:: Required action ::
Your answer should repeat every record verbatim.

:: Collected data entries ::
_____
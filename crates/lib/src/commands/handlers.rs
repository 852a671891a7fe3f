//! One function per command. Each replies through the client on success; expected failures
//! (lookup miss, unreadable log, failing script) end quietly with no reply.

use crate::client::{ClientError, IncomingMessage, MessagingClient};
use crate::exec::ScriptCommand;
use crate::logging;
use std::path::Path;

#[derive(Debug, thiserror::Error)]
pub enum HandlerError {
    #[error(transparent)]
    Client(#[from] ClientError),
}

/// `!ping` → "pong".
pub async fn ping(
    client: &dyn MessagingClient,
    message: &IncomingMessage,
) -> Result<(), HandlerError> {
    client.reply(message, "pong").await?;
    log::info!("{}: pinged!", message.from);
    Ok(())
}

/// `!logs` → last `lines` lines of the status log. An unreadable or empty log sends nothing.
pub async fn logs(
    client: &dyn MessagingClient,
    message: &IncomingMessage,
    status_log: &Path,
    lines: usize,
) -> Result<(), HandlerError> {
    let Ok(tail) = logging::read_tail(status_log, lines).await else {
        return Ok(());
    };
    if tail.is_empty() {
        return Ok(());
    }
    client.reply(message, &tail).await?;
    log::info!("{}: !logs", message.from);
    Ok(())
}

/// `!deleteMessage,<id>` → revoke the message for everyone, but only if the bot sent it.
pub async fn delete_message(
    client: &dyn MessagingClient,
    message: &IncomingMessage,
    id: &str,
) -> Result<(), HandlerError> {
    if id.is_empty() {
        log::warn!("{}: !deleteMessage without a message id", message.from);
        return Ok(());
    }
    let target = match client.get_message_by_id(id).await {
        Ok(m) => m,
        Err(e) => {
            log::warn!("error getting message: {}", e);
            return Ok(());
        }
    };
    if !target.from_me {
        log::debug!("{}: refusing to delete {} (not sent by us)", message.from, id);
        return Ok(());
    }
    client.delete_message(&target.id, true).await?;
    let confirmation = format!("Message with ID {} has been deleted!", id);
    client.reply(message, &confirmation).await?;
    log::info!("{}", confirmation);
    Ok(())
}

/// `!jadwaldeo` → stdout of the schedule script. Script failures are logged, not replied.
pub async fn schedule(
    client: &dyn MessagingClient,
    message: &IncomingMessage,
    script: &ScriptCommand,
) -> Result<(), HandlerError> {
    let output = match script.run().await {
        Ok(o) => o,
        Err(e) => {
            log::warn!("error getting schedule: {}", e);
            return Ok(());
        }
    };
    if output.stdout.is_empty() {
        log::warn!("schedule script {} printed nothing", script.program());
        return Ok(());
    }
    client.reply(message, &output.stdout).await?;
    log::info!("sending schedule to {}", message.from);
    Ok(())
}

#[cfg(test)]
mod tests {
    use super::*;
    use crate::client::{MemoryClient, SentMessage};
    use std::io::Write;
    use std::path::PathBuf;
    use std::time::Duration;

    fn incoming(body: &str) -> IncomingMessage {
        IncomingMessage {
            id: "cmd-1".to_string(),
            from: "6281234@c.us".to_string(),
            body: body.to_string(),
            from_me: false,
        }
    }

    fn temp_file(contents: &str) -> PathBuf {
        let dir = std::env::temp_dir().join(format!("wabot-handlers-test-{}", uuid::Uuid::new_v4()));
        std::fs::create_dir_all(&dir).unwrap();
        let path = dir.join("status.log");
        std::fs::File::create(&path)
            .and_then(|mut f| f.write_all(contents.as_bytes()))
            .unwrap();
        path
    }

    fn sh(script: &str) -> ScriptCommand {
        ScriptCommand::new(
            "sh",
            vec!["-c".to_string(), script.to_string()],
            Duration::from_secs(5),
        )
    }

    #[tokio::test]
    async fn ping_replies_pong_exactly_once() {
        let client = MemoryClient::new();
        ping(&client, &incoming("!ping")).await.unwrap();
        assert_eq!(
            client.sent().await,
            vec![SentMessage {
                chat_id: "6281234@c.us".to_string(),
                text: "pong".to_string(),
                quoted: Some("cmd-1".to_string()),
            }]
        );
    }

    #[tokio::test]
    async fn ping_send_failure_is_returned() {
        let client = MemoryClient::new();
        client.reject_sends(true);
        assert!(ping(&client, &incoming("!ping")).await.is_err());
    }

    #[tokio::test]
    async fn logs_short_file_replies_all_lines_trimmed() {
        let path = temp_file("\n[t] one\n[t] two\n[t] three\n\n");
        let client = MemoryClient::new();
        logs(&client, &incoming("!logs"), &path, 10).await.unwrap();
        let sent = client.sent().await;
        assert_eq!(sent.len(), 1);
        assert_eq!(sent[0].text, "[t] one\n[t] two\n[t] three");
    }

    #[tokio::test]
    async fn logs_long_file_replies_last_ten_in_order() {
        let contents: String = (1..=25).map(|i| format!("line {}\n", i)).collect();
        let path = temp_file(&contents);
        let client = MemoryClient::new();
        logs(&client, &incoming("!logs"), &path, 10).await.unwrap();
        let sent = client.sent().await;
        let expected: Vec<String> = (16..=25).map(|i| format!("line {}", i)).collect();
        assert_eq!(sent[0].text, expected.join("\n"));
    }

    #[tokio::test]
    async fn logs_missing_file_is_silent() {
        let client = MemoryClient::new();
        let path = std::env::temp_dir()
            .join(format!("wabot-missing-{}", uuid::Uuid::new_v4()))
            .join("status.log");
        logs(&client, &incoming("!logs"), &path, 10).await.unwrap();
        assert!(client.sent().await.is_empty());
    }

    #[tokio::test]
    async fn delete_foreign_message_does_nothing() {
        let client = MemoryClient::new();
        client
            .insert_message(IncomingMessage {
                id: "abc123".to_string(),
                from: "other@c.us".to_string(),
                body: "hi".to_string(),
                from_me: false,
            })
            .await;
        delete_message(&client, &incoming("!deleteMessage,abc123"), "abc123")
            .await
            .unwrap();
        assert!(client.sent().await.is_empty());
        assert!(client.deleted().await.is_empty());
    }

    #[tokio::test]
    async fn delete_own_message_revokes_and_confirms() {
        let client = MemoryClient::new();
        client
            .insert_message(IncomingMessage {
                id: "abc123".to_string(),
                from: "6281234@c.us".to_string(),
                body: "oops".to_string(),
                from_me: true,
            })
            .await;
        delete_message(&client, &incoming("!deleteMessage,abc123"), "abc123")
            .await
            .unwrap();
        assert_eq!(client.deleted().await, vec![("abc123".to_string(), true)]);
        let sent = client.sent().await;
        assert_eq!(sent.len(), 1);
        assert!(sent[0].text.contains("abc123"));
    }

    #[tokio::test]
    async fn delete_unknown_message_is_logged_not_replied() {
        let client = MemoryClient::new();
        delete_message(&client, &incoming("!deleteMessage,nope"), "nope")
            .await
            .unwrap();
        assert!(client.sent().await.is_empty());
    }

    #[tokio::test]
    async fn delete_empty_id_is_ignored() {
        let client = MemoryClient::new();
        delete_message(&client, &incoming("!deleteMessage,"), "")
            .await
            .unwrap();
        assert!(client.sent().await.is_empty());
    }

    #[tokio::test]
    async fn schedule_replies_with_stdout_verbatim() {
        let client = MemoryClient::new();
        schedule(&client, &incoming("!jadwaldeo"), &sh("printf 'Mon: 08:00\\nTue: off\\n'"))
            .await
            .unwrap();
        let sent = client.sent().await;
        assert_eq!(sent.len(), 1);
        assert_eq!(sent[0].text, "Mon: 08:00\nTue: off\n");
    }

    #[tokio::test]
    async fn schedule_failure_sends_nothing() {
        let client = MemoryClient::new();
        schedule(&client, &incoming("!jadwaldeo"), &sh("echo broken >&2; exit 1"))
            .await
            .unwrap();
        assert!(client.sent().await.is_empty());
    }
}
_____
:: Solution for this problem ::
filename crates/lib/src/commands/handlers.rs
repository 852a671891a7fe3f
//! One function per command. Each replies through the client on success; expected failures
//! (lookup miss, unreadable log, failing script) end quietly with no reply.

use crate::client::{ClientError, IncomingMessage, MessagingClient};
use crate::exec::ScriptCommand;
use crate::logging;
use std::path::Path;

#[derive(Debug, thiserror::Error)]
pub enum HandlerError {
    #[error(transparent)]
    Client(#[from] ClientError),
}

/// `!ping` → "pong".
pub async fn ping(
    client: &dyn MessagingClient,
    message: &IncomingMessage,
) -> Result<(), HandlerError> {
    client.reply(message, "pong").await?;
    log::info!("{}: pinged!", message.from);
    Ok(())
}

/// `!logs` → last `lines` lines of the status log. An unreadable or empty log sends nothing.
pub async fn logs(
    client: &dyn MessagingClient,
    message: &IncomingMessage,
    status_log: &Path,
    lines: usize,
) -> Result<(), HandlerError> {
    let Ok(tail) = logging::read_tail(status_log, lines).await else {
        return Ok(());
    };
    if tail.is_empty() {
        return Ok(());
    }
    client.reply(message, &tail).await?;
    log::info!("{}: !logs", message.from);
    Ok(())
}

/// `!deleteMessage,<id>` → revoke the message for everyone, but only if the bot sent it.
pub async fn delete_message(
    client: &dyn MessagingClient,
    message: &IncomingMessage,
    id: &str,
) -> Result<(), HandlerError> {
    if id.is_empty() {
        log::warn!("{}: !deleteMessage without a message id", message.from);
        return Ok(());
    }
    let target = match client.get_message_by_id(id).await {
        Ok(m) => m,
        Err(e) => {
            log::warn!("error getting message: {}", e);
            return Ok(());
        }
    };
    if !target.from_me {
        log::debug!("{}: refusing to delete {} (not sent by us)", message.from, id);
        return Ok(());
    }
    client.delete_message(&target.id, true).await?;
    let confirmation = format!("Message with ID {} has been deleted!", id);
    client.reply(message, &confirmation).await?;
    log::info!("{}", confirmation);
    Ok(())
}

/// `!jadwaldeo` → stdout of the schedule script. Script failures are logged, not replied.
pub async fn schedule(
    client: &dyn MessagingClient,
    message: &IncomingMessage,
    script: &ScriptCommand,
) -> Result<(), HandlerError> {
    let output = match script.run().await {
        Ok(o) => o,
        Err(e) => {
            log::warn!("error getting schedule: {}", e);
            return Ok(());
        }
    };
    if output.stdout.is_empty() {
        log::warn!("schedule script {} printed nothing", script.program());
        return Ok(());
    }
    client.reply(message, &output.stdout).await?;
    log::info!("sending schedule to {}", message.from);
    Ok(())
}

#[cfg(test)]
mod tests {
    use super::*;
    use crate::client::{MemoryClient, SentMessage};
    use std::io::Write;
    use std::path::PathBuf;
    use std::time::Duration;

    fn incoming(body: &str) -> IncomingMessage {
        IncomingMessage {
            id: "cmd-1".to_string(),
            from: "6281234@c.us".to_string(),
            body: body.to_string(),
            from_me: false,
        }
    }

    fn temp_file(contents: &str) -> PathBuf {
        let dir = std::env::temp_dir().join(format!("wabot-handlers-test-{}", uuid::Uuid::new_v4()));
        std::fs::create_dir_all(&dir).unwrap();
        let path = dir.join("status.log");
        std::fs::File::create(&path)
            .and_then(|mut f| f.write_all(contents.as_bytes()))
            .unwrap();
        path
    }

    fn sh(script: &str) -> ScriptCommand {
        ScriptCommand::new(
            "sh",
            vec!["-c".to_string(), script.to_string()],
            Duration::from_secs(5),
        )
    }

    #[tokio::test]
    async fn ping_replies_pong_exactly_once() {
        let client = MemoryClient::new();
        ping(&client, &incoming("!ping")).await.unwrap();
        assert_eq!(
            client.sent().await,
            vec![SentMessage {
                chat_id: "6281234@c.us".to_string(),
                text: "pong".to_string(),
                quoted: Some("cmd-1".to_string()),
            }]
        );
    }

    #[tokio::test]
    async fn ping_send_failure_is_returned() {
        let client = MemoryClient::new();
        client.reject_sends(true);
        assert!(ping(&client, &incoming("!ping")).await.is_err());
    }

    #[tokio::test]
    async fn logs_short_file_replies_all_lines_trimmed() {
        let path = temp_file("\n[t] one\n[t] two\n[t] three\n\n");
        let client = MemoryClient::new();
        logs(&client, &incoming("!logs"), &path, 10).await.unwrap();
        let sent = client.sent().await;
        assert_eq!(sent.len(), 1);
        assert_eq!(sent[0].text, "[t] one\n[t] two\n[t] three");
    }

    #[tokio::test]
    async fn logs_long_file_replies_last_ten_in_order() {
        let contents: String = (1..=25).map(|i| format!("line {}\n", i)).collect();
        let path = temp_file(&contents);
        let client = MemoryClient::new();
        logs(&client, &incoming("!logs"), &path, 10).await.unwrap();
        let sent = client.sent().await;
        let expected: Vec<String> = (16..=25).map(|i| format!("line {}", i)).collect();
        assert_eq!(sent[0].text, expected.join("\n"));
    }

    #[tokio::test]
    async fn logs_missing_file_is_silent() {
        let client = MemoryClient::new();
        let path = std::env::temp_dir()
            .join(format!("wabot-missing-{}", uuid::Uuid::new_v4()))
            .join("status.log");
        logs(&client, &incoming("!logs"), &path, 10).await.unwrap();
        assert!(client.sent().await.is_empty());
    }

    #[tokio::test]
    async fn delete_foreign_message_does_nothing() {
        let client = MemoryClient::new();
        client
            .insert_message(IncomingMessage {
                id: "abc123".to_string(),
                from: "other@c.us".to_string(),
                body: "hi".to_string(),
                from_me: false,
            })
            .await;
        delete_message(&client, &incoming("!deleteMessage,abc123"), "abc123")
            .await
            .unwrap();
        assert!(client.sent().await.is_empty());
        assert!(client.deleted().await.is_empty());
    }

    #[tokio::test]
    async fn delete_own_message_revokes_and_confirms() {
        let client = MemoryClient::new();
        client
            .insert_message(IncomingMessage {
                id: "abc123".to_string(),
                from: "6281234@c.us".to_string(),
                body: "oops".to_string(),
                from_me: true,
            })
            .await;
        delete_message(&client, &incoming("!deleteMessage,abc123"), "abc123")
            .await
            .unwrap();
        assert_eq!(client.deleted().await, vec![("abc123".to_string(), true)]);
        let sent = client.sent().await;
        assert_eq!(sent.len(), 1);
        assert!(sent[0].text.contains("abc123"));
    }

    #[tokio::test]
    async fn delete_unknown_message_is_logged_not_replied() {
        let client = MemoryClient::new();
        delete_message(&client, &incoming("!deleteMessage,nope"), "nope")
            .await
            .unwrap();
        assert!(client.sent().await.is_empty());
    }

    #[tokio::test]
    async fn delete_empty_id_is_ignored() {
        let client = MemoryClient::new();
        delete_message(&client, &incoming("!deleteMessage,"), "")
            .await
            .unwrap();
        assert!(client.sent().await.is_empty());
    }

    #[tokio::test]
    async fn schedule_replies_with_stdout_verbatim() {
        let client = MemoryClient::new();
        schedule(&client, &incoming("!jadwaldeo"), &sh("printf 'Mon: 08:00\\nTue: off\\n'"))
            .await
            .unwrap();
        let sent = client.sent().await;
        assert_eq!(sent.len(), 1);
        assert_eq!(sent[0].text, "Mon: 08:00\nTue: off\n");
    }

    #[tokio::test]
    async fn schedule_failure_sends_nothing() {
        let client = MemoryClient::new();
        schedule(&client, &incoming("!jadwaldeo"), &sh("echo broken >&2; exit 1"))
            .await
            .unwrap();
        assert!(client.sent().await.is_empty());
    }
}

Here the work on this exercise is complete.